Safe drinking water is an unrealized dream for people in many parts of India, particularly in the coastal regions that have either sea or brackish water as their only source. The problem gets worse when natural calamities, recurrent along the country’s 7,517km-long coastline, disrupt the drinking water system.
A barge carrying Barc’s desalination plant, which can produce 50,000 litres of drinking water every day. Desalination essentially means removing dissolved salts from sea and brackish water
The idea behind Barc’s initiative was to test a “unique sustainable model” of water entrepreneurship where Barc would supply the technology and guidance, and the entrepreneur would bring in capital and devise a price mechanism, whereby he could repay his loan (if any, on his capital), make marginal profits and fulfil consumer needs.
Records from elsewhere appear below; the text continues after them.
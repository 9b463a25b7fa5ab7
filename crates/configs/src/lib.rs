use std::io::ErrorKind;
use std::path::PathBuf;

use anyhow::anyhow;
use anyhow::Result;
use serde::Deserialize;

pub const DEFAULT_HOST: &str = "127.0.0.1";
pub const DEFAULT_PORT: u16 = 8000;
pub const DEFAULT_WORKER_THREADS: usize = 4;
pub const DEFAULT_DATA_FILE: &str = "shops.json";

#[derive(Debug, Clone, Deserialize, Default)]
pub struct AppConfig {
    #[serde(default)]
    pub server: ServerConfig,
    #[serde(default)]
    pub storage: StorageConfig,
}

#[derive(Debug, Clone, Deserialize)]
pub struct ServerConfig {
    #[serde(default = "default_host")]
    pub host: String,
    #[serde(default = "default_port")]
    pub port: u16,
    #[serde(default)]
    pub worker_threads: Option<usize>,
}

impl Default for ServerConfig {
    fn default() -> Self {
        Self { host: DEFAULT_HOST.into(), port: DEFAULT_PORT, worker_threads: Some(DEFAULT_WORKER_THREADS) }
    }
}

#[derive(Debug, Clone, Deserialize)]
pub struct StorageConfig {
    /// JSON file mirroring the shop table.
    #[serde(default = "default_data_file")]
    pub data_file: PathBuf,
}

impl Default for StorageConfig {
    fn default() -> Self {
        Self { data_file: PathBuf::from(DEFAULT_DATA_FILE) }
    }
}

fn default_host() -> String { DEFAULT_HOST.to_string() }
fn default_port() -> u16 { DEFAULT_PORT }
fn default_data_file() -> PathBuf { PathBuf::from(DEFAULT_DATA_FILE) }

pub fn config_path() -> String {
    std::env::var("CONFIG_PATH").unwrap_or_else(|_| "config.toml".to_string())
}

/// Read `path`; only a missing file falls back to [`from_env`]. Any other
/// read or parse failure is returned.
pub fn load_or_env(path: &str) -> Result<AppConfig> {
    match std::fs::read_to_string(path) {
        Ok(content) => parse(&content).map_err(|e| anyhow!("{path}: {e}")),
        Err(e) if e.kind() == ErrorKind::NotFound => Ok(from_env()),
        Err(e) => Err(anyhow!("{path}: {e}")),
    }
}

pub fn parse(content: &str) -> Result<AppConfig> {
    let cfg: AppConfig = toml::from_str(content)?;
    Ok(cfg)
}

/// Build a config purely from `SERVER_HOST`, `SERVER_PORT`,
/// `TOKIO_WORKER_THREADS` and `SHOPS_FILE`.
pub fn from_env() -> AppConfig {
    let host = std::env::var("SERVER_HOST").unwrap_or_else(|_| DEFAULT_HOST.to_string());
    let port = std::env::var("SERVER_PORT")
        .ok()
        .and_then(|p| p.parse::<u16>().ok())
        .unwrap_or(DEFAULT_PORT);
    let worker_threads = std::env::var("TOKIO_WORKER_THREADS")
        .ok()
        .and_then(|v| v.parse::<usize>().ok());
    let data_file = std::env::var("SHOPS_FILE")
        .map(PathBuf::from)
        .unwrap_or_else(|_| default_data_file());
    AppConfig {
        server: ServerConfig { host, port, worker_threads },
        storage: StorageConfig { data_file },
    }
}

impl AppConfig {
    /// Config file first, environment variables when the file is missing.
    pub fn load_and_validate() -> Result<Self> {
        let mut cfg = load_or_env(&config_path())?;
        cfg.normalize_and_validate()?;
        Ok(cfg)
    }

    pub fn normalize_and_validate(&mut self) -> Result<()> {
        self.server.normalize()?;
        self.storage.normalize();
        Ok(())
    }

    pub fn bind_addr(&self) -> String {
        format!("{}:{}", self.server.host, self.server.port)
    }
}

impl ServerConfig {
    fn normalize(&mut self) -> Result<()> {
        if self.host.trim().is_empty() {
            self.host = DEFAULT_HOST.to_string();
        }
        if self.port == 0 {
            return Err(anyhow!("server.port must be in 1..=65535"));
        }
        match self.worker_threads {
            Some(w) if w > 0 => {}
            _ => self.worker_threads = Some(DEFAULT_WORKER_THREADS),
        }
        Ok(())
    }
}

impl StorageConfig {
    fn normalize(&mut self) {
        if self.data_file.as_os_str().is_empty() {
            self.data_file = default_data_file();
        }
    }
}
use dotenvy::dotenv;
use tracing::{error, info, warn};
use uuid::Uuid;

fn init_logging() {
    // Load .env before the subscriber so RUST_LOG / LOG_FORMAT apply
    dotenv().ok();
    common::utils::logging::init_logging_from_env();
    info!(service = "shop-server", event = "logger_init", "tracing subscriber initialized");
}

fn main() -> std::process::ExitCode {
    init_logging();

    let service_id = Uuid::new_v4();
    let pid = std::process::id();
    let version = env!("CARGO_PKG_VERSION");

    std::panic::set_hook(Box::new(move |info| {
        error!(
            service = "shop-server",
            event = "panic",
            %service_id,
            pid,
            message = %info,
            "unhandled panic occurred"
        );
    }));

    // config.toml first, environment variables otherwise
    let cfg = match configs::AppConfig::load_and_validate() {
        Ok(cfg) => cfg,
        Err(e) => {
            error!(service = "shop-server", event = "config_invalid", error = %e, "invalid configuration");
            return std::process::ExitCode::FAILURE;
        }
    };
    let worker_threads = cfg.server.worker_threads;

    let mut builder = tokio::runtime::Builder::new_multi_thread();
    builder.enable_all();
    if let Some(w) = worker_threads { builder.worker_threads(w); }

    let rt = match builder.build() {
        Ok(rt) => rt,
        Err(e) => {
            error!(service = "shop-server", event = "runtime_build_failed", error = %e, "failed to build tokio runtime");
            return std::process::ExitCode::FAILURE;
        }
    };

    info!(
        service = "shop-server",
        event = "start",
        %service_id,
        pid,
        version,
        threads = worker_threads.unwrap_or_default(),
        "shop service starting"
    );

    rt.block_on(async move {
        let shutdown = async {
            match tokio::signal::ctrl_c().await {
                Ok(()) => info!(service = "shop-server", event = "shutdown_signal", "received Ctrl+C, shutting down"),
                Err(e) => {
                    warn!(service = "shop-server", event = "signal_unavailable", error = %e, "cannot listen for Ctrl+C");
                    std::future::pending::<()>().await;
                }
            }
        };
        match server::run_until(cfg, shutdown).await {
            Ok(()) => {
                info!(service = "shop-server", event = "stop", %service_id, pid, "server stopped normally");
                std::process::ExitCode::SUCCESS
            }
            Err(e) => {
                error!(service = "shop-server", event = "run_failed", error = %e, "server returned error");
                std::process::ExitCode::FAILURE
            }
        }
    })
}
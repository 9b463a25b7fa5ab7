//! Shop records: domain types, body validation, and the file-backed table.

pub mod domain;
pub mod repository;
pub mod store;

pub use domain::{NewShop, Shop, ShopPatch, ShopValidationError, REQUIRED_FIELDS};
pub use repository::ShopRepository;
pub use store::ShopStore;
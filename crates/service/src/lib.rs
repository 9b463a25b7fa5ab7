//! Service layer for the shop table.
//! - Domain types and request-body validation live in `shops`.
//! - `storage` holds the generic JSON file-backed map the table is persisted with.
//! - Errors are collected in `errors::ServiceError`.

pub mod errors;
pub mod storage;
pub mod shops;
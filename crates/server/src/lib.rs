pub mod errors;
pub mod routes;
pub mod startup;
pub mod state;

pub use startup::run_until;
//! Storage abstractions for service layer
//!
//! Contains reusable file-backed stores for data small enough to be
//! rewritten in full on every change.

pub mod json_map_store;
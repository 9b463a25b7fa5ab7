use std::sync::Arc;

use service::shops::ShopRepository;

/// Shared handler state: the shop table, injected at startup.
#[derive(Clone)]
pub struct AppState {
    pub shops: Arc<dyn ShopRepository>,
}

impl AppState {
    pub fn new(shops: Arc<dyn ShopRepository>) -> Self {
        Self { shops }
    }
}
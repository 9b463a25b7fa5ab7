use thiserror::Error;

#[derive(Debug, Error)]
pub enum ServiceError {
    #[error("not found: {0}")]
    NotFound(String),
    #[error("conflict: {0}")]
    Conflict(String),
    #[error("storage error: {0}")]
    Storage(String),
    #[error("corrupt data file: {0}")]
    Corrupt(String),
}

impl ServiceError {
    pub fn not_found(entity: &str) -> Self { Self::NotFound(format!("{} not found", entity)) }
    pub fn conflict(entity: &str) -> Self { Self::Conflict(format!("{} already exists", entity)) }
}
pub mod types;
pub mod utils;
pub mod env;

#[cfg(test)]
mod tests {
    use super::*;

    #[test]
    fn health_type_ok() {
        let h = types::Health { status: "ok" };
        assert_eq!(h.status, "ok");
    }
}
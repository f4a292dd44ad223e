//! Common test utilities and helpers
//!
//! Provides shared fixtures for the integration tests: a temp-dir backed
//! engine harness and a scripted remote that can simulate outages,
//! rejections and slow calls.

#![allow(dead_code)]

use async_trait::async_trait;
use auditsync::engine::remote::{
    AuditResultPayload, ChecklistSnapshot, ProjectSnapshot, RemoteApi, UploadedEvidence,
};
use auditsync::shared::audit::{AuditResult, Checklist};
use auditsync::shared::config::SyncConfig;
use auditsync::shared::error::RemoteError;
use auditsync::{LocalStore, NetworkMonitor, SyncEngine};
use std::collections::VecDeque;
use std::sync::{Arc, Mutex};
use std::time::Duration;
use tempfile::TempDir;
use uuid::Uuid;

/// Scripted stand-in for the remote system of record
///
/// Responses are popped from per-call scripts; an empty script means
/// success. Every call is appended to `call_log` so tests can assert
/// side-effect ordering.
#[derive(Default)]
pub struct MockRemote {
    save_script: Mutex<VecDeque<Result<(), RemoteError>>>,
    upload_script: Mutex<VecDeque<Result<UploadedEvidence, RemoteError>>>,
    snapshot: Mutex<Option<ProjectSnapshot>>,
    delay: Mutex<Option<Duration>>,
    /// Payloads received by save_audit_result, in order
    pub save_calls: Mutex<Vec<AuditResultPayload>>,
    /// Storage paths received by upload_evidence, in order
    pub upload_calls: Mutex<Vec<String>>,
    /// Every remote call in arrival order, e.g. "upload:projects/..".
    pub call_log: Mutex<Vec<String>>,
}

impl MockRemote {
    pub fn new() -> Arc<Self> {
        Arc::new(Self::default())
    }

    /// Queue the outcome of the next save_audit_result call
    pub fn script_save(&self, outcome: Result<(), RemoteError>) {
        self.save_script.lock().unwrap().push_back(outcome);
    }

    /// Queue the outcome of the next upload_evidence call
    pub fn script_upload(&self, outcome: Result<UploadedEvidence, RemoteError>) {
        self.upload_script.lock().unwrap().push_back(outcome);
    }

    /// Set the snapshot returned by get_project_full_audit_data
    pub fn set_snapshot(&self, snapshot: ProjectSnapshot) {
        *self.snapshot.lock().unwrap() = Some(snapshot);
    }

    /// Delay every remote call by the given duration
    pub fn set_delay(&self, delay: Duration) {
        *self.delay.lock().unwrap() = Some(delay);
    }

    pub fn save_call_count(&self) -> usize {
        self.save_calls.lock().unwrap().len()
    }

    pub fn upload_call_count(&self) -> usize {
        self.upload_calls.lock().unwrap().len()
    }

    async fn apply_delay(&self) {
        let delay = *self.delay.lock().unwrap();
        if let Some(delay) = delay {
            tokio::time::sleep(delay).await;
        }
    }
}

#[async_trait]
impl RemoteApi for MockRemote {
    async fn save_audit_result(&self, payload: &AuditResultPayload) -> Result<(), RemoteError> {
        self.apply_delay().await;
        self.call_log
            .lock()
            .unwrap()
            .push(format!("save:{}", payload.result_id));
        self.save_calls.lock().unwrap().push(payload.clone());
        self.save_script
            .lock()
            .unwrap()
            .pop_front()
            .unwrap_or(Ok(()))
    }

    async fn upload_evidence(
        &self,
        _bytes: &[u8],
        path: &str,
    ) -> Result<UploadedEvidence, RemoteError> {
        self.apply_delay().await;
        self.call_log.lock().unwrap().push(format!("upload:{}", path));
        self.upload_calls.lock().unwrap().push(path.to_string());
        self.upload_script
            .lock()
            .unwrap()
            .pop_front()
            .unwrap_or_else(|| {
                Ok(UploadedEvidence {
                    public_url: format!("https://storage.example.com/{}", path),
                })
            })
    }

    async fn get_project_full_audit_data(
        &self,
        project_id: Uuid,
    ) -> Result<ProjectSnapshot, RemoteError> {
        self.apply_delay().await;
        self.call_log
            .lock()
            .unwrap()
            .push(format!("hydrate:{}", project_id));
        self.snapshot
            .lock()
            .unwrap()
            .clone()
            .ok_or_else(|| RemoteError::rejected("unknown project"))
    }
}

/// An engine wired to a temp-dir store and a scripted remote
pub struct TestHarness {
    pub engine: SyncEngine,
    pub remote: Arc<MockRemote>,
    pub network: NetworkMonitor,
    pub dir: TempDir,
}

impl TestHarness {
    /// Build a harness with the given initial connectivity
    pub async fn new(initially_online: bool) -> Self {
        Self::with_config(initially_online, SyncConfig::builder().build().unwrap()).await
    }

    /// Build a harness with a custom configuration
    pub async fn with_config(initially_online: bool, config: SyncConfig) -> Self {
        init_tracing();
        let dir = tempfile::tempdir().unwrap();
        let store = LocalStore::open(dir.path().join("local.db")).await.unwrap();
        let remote = MockRemote::new();
        let network = NetworkMonitor::new(initially_online);
        let engine = SyncEngine::new(config, store, remote.clone(), network.clone());
        Self {
            engine,
            remote,
            network,
            dir,
        }
    }

    /// Seed a pending audit result into the local store
    pub async fn seed_result(&self) -> AuditResult {
        let result = AuditResult::new(Uuid::new_v4(), Uuid::new_v4(), Uuid::new_v4());
        self.engine.store().put_result(&result).await.unwrap();
        result
    }
}

/// Install the test log subscriber once; RUST_LOG controls verbosity
fn init_tracing() {
    use tracing_subscriber::EnvFilter;
    let _ = tracing_subscriber::fmt()
        .with_env_filter(EnvFilter::from_default_env())
        .with_test_writer()
        .try_init();
}

/// A one-checklist, one-result snapshot for hydration tests
pub fn sample_snapshot(project_id: Uuid) -> ProjectSnapshot {
    let mut project = auditsync::Project::new("Remote project");
    project.id = project_id;

    let mut checklist = Checklist::new(project_id, "Remote checklist");
    checklist.items.push(auditsync::ChecklistItem {
        id: Uuid::new_v4(),
        requirement: "Emergency exits unobstructed".to_string(),
        category: None,
    });

    let result = AuditResult::new(project_id, checklist.id, checklist.items[0].id);

    ProjectSnapshot {
        project,
        checklists: vec![ChecklistSnapshot {
            checklist,
            results: vec![result],
        }],
    }
}
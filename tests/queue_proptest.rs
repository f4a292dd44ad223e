//! Property tests for the sync queue and operation payload encoding.

use auditsync::shared::audit::{AuditStatus, SyncOperation};
use auditsync::LocalStore;
use proptest::prelude::*;
use uuid::Uuid;

fn status_from_index(index: u8) -> AuditStatus {
    match index % 4 {
        0 => AuditStatus::Pending,
        1 => AuditStatus::Passed,
        2 => AuditStatus::Failed,
        _ => AuditStatus::NotApplicable,
    }
}

proptest! {
    #[test]
    fn operation_payload_roundtrips(
        status_index in 0u8..4,
        comment in proptest::option::of(".{0,80}"),
        photos in proptest::collection::vec("[a-z0-9:/._-]{1,40}", 0..5),
    ) {
        let operation = SyncOperation::UpdateResult {
            result_id: Uuid::new_v4(),
            status: status_from_index(status_index),
            comment,
            photos,
        };
        let json = serde_json::to_string(&operation).unwrap();
        let back: SyncOperation = serde_json::from_str(&json).unwrap();
        prop_assert_eq!(back, operation);
    }

    #[test]
    fn status_parse_never_panics(raw in ".{0,32}") {
        // Unknown strings degrade to Pending instead of failing a row read
        let status = AuditStatus::from_str(&raw);
        let known = ["pending", "passed", "failed", "not_applicable"];
        if !known.contains(&raw.as_str()) {
            prop_assert_eq!(status, AuditStatus::Pending);
        }
    }
}

proptest! {
    #![proptest_config(ProptestConfig::with_cases(8))]

    #[test]
    fn queue_preserves_insertion_order(count in 1usize..16) {
        let rt = tokio::runtime::Runtime::new().unwrap();
        rt.block_on(async move {
            let dir = tempfile::tempdir().unwrap();
            let store = LocalStore::open(dir.path().join("local.db")).await.unwrap();

            let mut expected = Vec::new();
            for i in 0..count {
                let operation = if i % 2 == 0 {
                    SyncOperation::UpdateResult {
                        result_id: Uuid::new_v4(),
                        status: AuditStatus::Passed,
                        comment: None,
                        photos: vec![],
                    }
                } else {
                    SyncOperation::UploadImage {
                        image_id: format!("img-{}", i),
                        result_id: Uuid::new_v4(),
                    }
                };
                let id = store.enqueue_operation(&operation).await.unwrap();
                expected.push(id);
            }

            let pending = store.pending_operations().await.unwrap();
            let actual: Vec<i64> = pending.iter().map(|op| op.id).collect();
            assert_eq!(actual, expected);
        });
    }
}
Globally, even though desalination is gradually gaining ground as one of the means to tide over water shortage, its biggest downside is its energy-intensive nature. While renewable energy is being tested in some places, it’s still a few years away from running large plants. But Barc, which runs its barge unit with diesel to push water through a polyamide membrane to leave behind the salts, seems to have done its math.
A cost of about 12 paise per litre and around 10 litres per capita/day of usage (3 litres for drinking, 7 litres for cooking) makes this not a heavy price to pay even for rural areas, argues Tewari.
“With this calculation, our plant could serve a habitation of 5,000 people,” Tewari says. He thinks it’s ideal for disaster zones, places such as Lakshadweep, a cluster of 36 islands where there is almost no fresh water to be had, and the Rann of Kutch, one of the most arid area of India and the world.
There are not many barge-mounted public use desalination plants in the world today. Two such shore-based plants, each with a capacity of 26 million litres/day, are operational in Jeddah in Saudi Arabia, says Tom Pankratz, a director at the International Desalination Association (IDA) and desalination consultant in Houston, Texas.
But for the first time, Texas-based Water Standard Co., is building a 75 million litres per day desalination plant on an ocean-going ship.
Besides supplying water in critical situations, “barge- mounted plants have some construction and some cost advantages,” says Pankratz. Sometimes just access to seawater is a difficult issue; in other cases, constructing plants in remote areas where skilled labour is scarce.
But the system has its downsides. It’s not as easy as it sounds, says Pankratz. Even though the barge is located fairly close to the shore, off-loading capabilities still need to be developed. “Barge-mounted plants cannot always benefit from economies of scale and diesel is often not the most effective energy source,” says Pankratz.
Still, the drivers of desalination today are economics and environmental concerns. Research firm Global Research Insights estimates that between now and 2015, the desalination capacity in the world will almost double. According to IDA, about 13,080 desalination plants are operating today with a capacity of 55.6 billion litres/day.
Barc has an exhaustive desalination programme, which includes nuclear, thermal and membrane-based systems. Nuclear desalination units use waste heat from the nuclear power plants to process seawater. In thermal desalination, low-grade or waste heat from industry (or generated on-site) is used for desalination, whereas membrane-based systems use different types of pressure-driven semi-permeable membranes to filter dissolved salts from the brackish or seawater.
However, the barge-mounted plant derives from experiences gained from two seawater reverse osmosis systems that are installed at Barc’s Trombay campus in Mumbai and Indira Gandhi Centre for Atomic Research in Kalpakkam, near Chennai. Keeping safety in mind, the desalination vessel is certified by the Indian Register of Shipping so that it can be easily sailed from one place to another.
Now, the technology demonstrator has to make business sense so that more such barges can cruise out of Barc.